//! Fungible stake token.
//!
//! Balance/allowance ledger with the transfer surface the registry and
//! treasury escrow through: `transfer_from` against an allowance when a
//! component pulls tokens in, plain `transfer` when it pays out of its own
//! escrow. Supply enters through owner-gated minting at genesis/seeding.

use std::collections::BTreeMap;

use alloy::primitives::{Address, U256};
use serde::{Deserialize, Serialize};

use crate::TokenError;

#[derive(Debug, Clone, Serialize, Deserialize)]
pub struct StakeToken {
    owner: Address,
    total_supply: U256,
    balances: BTreeMap<Address, U256>,
    allowances: BTreeMap<(Address, Address), U256>,
}

impl StakeToken {
    pub fn new(owner: Address) -> Self {
        StakeToken {
            owner,
            total_supply: U256::ZERO,
            balances: BTreeMap::new(),
            allowances: BTreeMap::new(),
        }
    }

    pub fn total_supply(&self) -> U256 {
        self.total_supply
    }

    pub fn balance_of(&self, account: Address) -> U256 {
        self.balances.get(&account).copied().unwrap_or(U256::ZERO)
    }

    pub fn allowance(&self, holder: Address, spender: Address) -> U256 {
        self.allowances
            .get(&(holder, spender))
            .copied()
            .unwrap_or(U256::ZERO)
    }

    /// Owner-gated supply issuance.
    pub fn mint(&mut self, caller: Address, to: Address, amount: U256) -> Result<(), TokenError> {
        if caller != self.owner {
            return Err(TokenError::NotOwner);
        }
        if to == Address::ZERO {
            return Err(TokenError::ZeroAddress);
        }
        self.total_supply += amount;
        *self.balances.entry(to).or_insert(U256::ZERO) += amount;
        Ok(())
    }

    pub fn approve(
        &mut self,
        caller: Address,
        spender: Address,
        amount: U256,
    ) -> Result<(), TokenError> {
        if spender == Address::ZERO {
            return Err(TokenError::ZeroAddress);
        }
        self.allowances.insert((caller, spender), amount);
        Ok(())
    }

    pub fn transfer(
        &mut self,
        caller: Address,
        to: Address,
        amount: U256,
    ) -> Result<(), TokenError> {
        self.move_balance(caller, to, amount)
    }

    /// Spend `spender`'s allowance to move `from`'s tokens.
    pub fn transfer_from(
        &mut self,
        spender: Address,
        from: Address,
        to: Address,
        amount: U256,
    ) -> Result<(), TokenError> {
        let allowed = self.allowance(from, spender);
        if allowed < amount {
            return Err(TokenError::InsufficientAllowance);
        }
        self.move_balance(from, to, amount)?;
        self.allowances.insert((from, spender), allowed - amount);
        Ok(())
    }

    fn move_balance(&mut self, from: Address, to: Address, amount: U256) -> Result<(), TokenError> {
        if to == Address::ZERO {
            return Err(TokenError::ZeroAddress);
        }
        let from_balance = self.balance_of(from);
        if from_balance < amount {
            return Err(TokenError::InsufficientBalance);
        }
        self.balances.insert(from, from_balance - amount);
        *self.balances.entry(to).or_insert(U256::ZERO) += amount;
        Ok(())
    }
}
//! Treasury for the Joule settlement core: rewards, faults, slashing.

pub mod treasury;

pub use treasury::{Treasury, TreasuryError};
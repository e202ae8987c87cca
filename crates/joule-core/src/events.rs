//! Protocol event log.
//!
//! Components append to one shared log so the cross-component order of a
//! settlement (mint, finalize, rewards, faults) is preserved exactly as it
//! happened. The log is the audit trail off-chain services consume; nothing
//! in the core reads it back.

use alloy::primitives::{Address, B256, U256};
use serde::{Deserialize, Serialize};

use crate::bitmap::VerifierBitmap;

/// Why a fault was recorded against a verifier.
#[derive(Debug, Clone, Copy, PartialEq, Eq, Hash, Serialize, Deserialize)]
pub enum FaultKind {
    /// Submitted a value that lost a finalized vote.
    WrongValue,
    /// Submitted after the claim deadline.
    LateSubmission,
    /// Submitted twice to the same claim.
    DuplicateSubmission,
}

impl std::fmt::Display for FaultKind {
    fn fmt(&self, f: &mut std::fmt::Formatter<'_>) -> std::fmt::Result {
        match self {
            FaultKind::WrongValue => write!(f, "WRONG_VALUE"),
            FaultKind::LateSubmission => write!(f, "LATE_SUBMISSION"),
            FaultKind::DuplicateSubmission => write!(f, "DUPLICATE_SUBMISSION"),
        }
    }
}

#[derive(Debug, Clone, PartialEq, Eq, Serialize, Deserialize)]
pub enum Event {
    Submitted {
        claim_key: B256,
        verifier: Address,
        energy_wh: u64,
        value_hash: B256,
    },
    Finalized {
        claim_key: B256,
        subject_id: B256,
        hour_id: u64,
        energy_wh: u64,
        evidence_root: B256,
    },
    ClaimDisputed {
        claim_key: B256,
        subject_id: B256,
        hour_id: u64,
        reason: String,
    },
    ForceFinalized {
        claim_key: B256,
        admin: Address,
        energy_wh: u64,
    },
    SnapshotCreated {
        claim_key: B256,
        snapshot_id: u64,
        verifier_count: u32,
    },
    RewardsDistributed {
        winner_bitmap: VerifierBitmap,
        snapshot_id: u64,
        total_distributed: U256,
    },
    FaultRecorded {
        verifier: Address,
        kind: FaultKind,
        total_faults: u32,
    },
    Slashed {
        verifier: Address,
        amount: U256,
    },
    Minted {
        hour_id: u64,
        to: Address,
        energy_wh: u64,
        claim_key: B256,
    },
    RewardsClaimed {
        verifier: Address,
        amount: U256,
    },
}

/// Append-only event sink shared by every component.
#[derive(Debug, Clone, Default, Serialize, Deserialize)]
pub struct EventLog {
    events: Vec<Event>,
}

impl EventLog {
    pub fn new() -> Self {
        EventLog { events: Vec::new() }
    }

    pub fn emit(&mut self, event: Event) {
        log::debug!("event: {:?}", event);
        self.events.push(event);
    }

    pub fn events(&self) -> &[Event] {
        &self.events
    }

    pub fn len(&self) -> usize {
        self.events.len()
    }

    pub fn is_empty(&self) -> bool {
        self.events.is_empty()
    }
}

#[cfg(test)]
mod tests {
    use super::*;

    #[test]
    fn test_log_preserves_order() {
        let mut log = EventLog::new();
        log.emit(Event::SnapshotCreated {
            claim_key: B256::repeat_byte(1),
            snapshot_id: 1,
            verifier_count: 3,
        });
        log.emit(Event::Slashed {
            verifier: Address::with_last_byte(9),
            amount: U256::from(10),
        });

        assert_eq!(log.len(), 2);
        assert!(matches!(log.events()[0], Event::SnapshotCreated { .. }));
        assert!(matches!(log.events()[1], Event::Slashed { .. }));
    }
}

ASSIGNMENT — Would you please repeat the entire listing, line for line?

TASK RESULT —
//! Fungible stake token.
//!
//! Balance/allowance ledger with the transfer surface the registry and
//! treasury escrow through: `transfer_from` against an allowance when a
//! component pulls tokens in, plain `transfer` when it pays out of its own
//! escrow. Supply enters through owner-gated minting at genesis/seeding.

use std::collections::BTreeMap;

use alloy::primitives::{Address, U256};
use serde::{Deserialize, Serialize};

use crate::TokenError;

#[derive(Debug, Clone, Serialize, Deserialize)]
pub struct StakeToken {
    owner: Address,
    total_supply: U256,
    balances: BTreeMap<Address, U256>,
    allowances: BTreeMap<(Address, Address), U256>,
}

impl StakeToken {
    pub fn new(owner: Address) -> Self {
        StakeToken {
            owner,
            total_supply: U256::ZERO,
            balances: BTreeMap::new(),
            allowances: BTreeMap::new(),
        }
    }

    pub fn total_supply(&self) -> U256 {
        self.total_supply
    }

    pub fn balance_of(&self, account: Address) -> U256 {
        self.balances.get(&account).copied().unwrap_or(U256::ZERO)
    }

    pub fn allowance(&self, holder: Address, spender: Address) -> U256 {
        self.allowances
            .get(&(holder, spender))
            .copied()
            .unwrap_or(U256::ZERO)
    }

    /// Owner-gated supply issuance.
    pub fn mint(&mut self, caller: Address, to: Address, amount: U256) -> Result<(), TokenError> {
        if caller != self.owner {
            return Err(TokenError::NotOwner);
        }
        if to == Address::ZERO {
            return Err(TokenError::ZeroAddress);
        }
        self.total_supply += amount;
        *self.balances.entry(to).or_insert(U256::ZERO) += amount;
        Ok(())
    }

    pub fn approve(
        &mut self,
        caller: Address,
        spender: Address,
        amount: U256,
    ) -> Result<(), TokenError> {
        if spender == Address::ZERO {
            return Err(TokenError::ZeroAddress);
        }
        self.allowances.insert((caller, spender), amount);
        Ok(())
    }

    pub fn transfer(
        &mut self,
        caller: Address,
        to: Address,
        amount: U256,
    ) -> Result<(), TokenError> {
        self.move_balance(caller, to, amount)
    }

    /// Spend `spender`'s allowance to move `from`'s tokens.
    pub fn transfer_from(
        &mut self,
        spender: Address,
        from: Address,
        to: Address,
        amount: U256,
    ) -> Result<(), TokenError> {
        let allowed = self.allowance(from, spender);
        if allowed < amount {
            return Err(TokenError::InsufficientAllowance);
        }
        self.move_balance(from, to, amount)?;
        self.allowances.insert((from, spender), allowed - amount);
        Ok(())
    }

    fn move_balance(&mut self, from: Address, to: Address, amount: U256) -> Result<(), TokenError> {
        if to == Address::ZERO {
            return Err(TokenError::ZeroAddress);
        }
        let from_balance = self.balance_of(from);
        if from_balance < amount {
            return Err(TokenError::InsufficientBalance);
        }
        self.balances.insert(from, from_balance - amount);
        *self.balances.entry(to).or_insert(U256::ZERO) += amount;
        Ok(())
    }
}
//! Treasury for the Joule settlement core: rewards, faults, slashing.

pub mod treasury;

pub use treasury::{Treasury, TreasuryError};
repository e202ae8987c87cca
filename crates/joule-core/src/events.rs
//! Protocol event log.
//!
//! Components append to one shared log so the cross-component order of a
//! settlement (mint, finalize, rewards, faults) is preserved exactly as it
//! happened. The log is the audit trail off-chain services consume; nothing
//! in the core reads it back.

use alloy::primitives::{Address, B256, U256};
use serde::{Deserialize, Serialize};

use crate::bitmap::VerifierBitmap;

/// Why a fault was recorded against a verifier.
#[derive(Debug, Clone, Copy, PartialEq, Eq, Hash, Serialize, Deserialize)]
pub enum FaultKind {
    /// Submitted a value that lost a finalized vote.
    WrongValue,
    /// Submitted after the claim deadline.
    LateSubmission,
    /// Submitted twice to the same claim.
    DuplicateSubmission,
}

impl std::fmt::Display for FaultKind {
    fn fmt(&self, f: &mut std::fmt::Formatter<'_>) -> std::fmt::Result {
        match self {
            FaultKind::WrongValue => write!(f, "WRONG_VALUE"),
            FaultKind::LateSubmission => write!(f, "LATE_SUBMISSION"),
            FaultKind::DuplicateSubmission => write!(f, "DUPLICATE_SUBMISSION"),
        }
    }
}

#[derive(Debug, Clone, PartialEq, Eq, Serialize, Deserialize)]
pub enum Event {
    Submitted {
        claim_key: B256,
        verifier: Address,
        energy_wh: u64,
        value_hash: B256,
    },
    Finalized {
        claim_key: B256,
        subject_id: B256,
        hour_id: u64,
        energy_wh: u64,
        evidence_root: B256,
    },
    ClaimDisputed {
        claim_key: B256,
        subject_id: B256,
        hour_id: u64,
        reason: String,
    },
    ForceFinalized {
        claim_key: B256,
        admin: Address,
        energy_wh: u64,
    },
    SnapshotCreated {
        claim_key: B256,
        snapshot_id: u64,
        verifier_count: u32,
    },
    RewardsDistributed {
        winner_bitmap: VerifierBitmap,
        snapshot_id: u64,
        total_distributed: U256,
    },
    FaultRecorded {
        verifier: Address,
        kind: FaultKind,
        total_faults: u32,
    },
    Slashed {
        verifier: Address,
        amount: U256,
    },
    Minted {
        hour_id: u64,
        to: Address,
        energy_wh: u64,
        claim_key: B256,
    },
    RewardsClaimed {
        verifier: Address,
        amount: U256,
    },
}

/// Append-only event sink shared by every component.
#[derive(Debug, Clone, Default, Serialize, Deserialize)]
pub struct EventLog {
    events: Vec<Event>,
}

impl EventLog {
    pub fn new() -> Self {
        EventLog { events: Vec::new() }
    }

    pub fn emit(&mut self, event: Event) {
        log::debug!("event: {:?}", event);
        self.events.push(event);
    }

    pub fn events(&self) -> &[Event] {
        &self.events
    }

    pub fn len(&self) -> usize {
        self.events.len()
    }

    pub fn is_empty(&self) -> bool {
        self.events.is_empty()
    }
}

#[cfg(test)]
mod tests {
    use super::*;

    #[test]
    fn test_log_preserves_order() {
        let mut log = EventLog::new();
        log.emit(Event::SnapshotCreated {
            claim_key: B256::repeat_byte(1),
            snapshot_id: 1,
            verifier_count: 3,
        });
        log.emit(Event::Slashed {
            verifier: Address::with_last_byte(9),
            amount: U256::from(10),
        });

        assert_eq!(log.len(), 2);
        assert!(matches!(log.events()[0], Event::SnapshotCreated { .. }));
        assert!(matches!(log.events()[1], Event::Slashed { .. }));
    }
}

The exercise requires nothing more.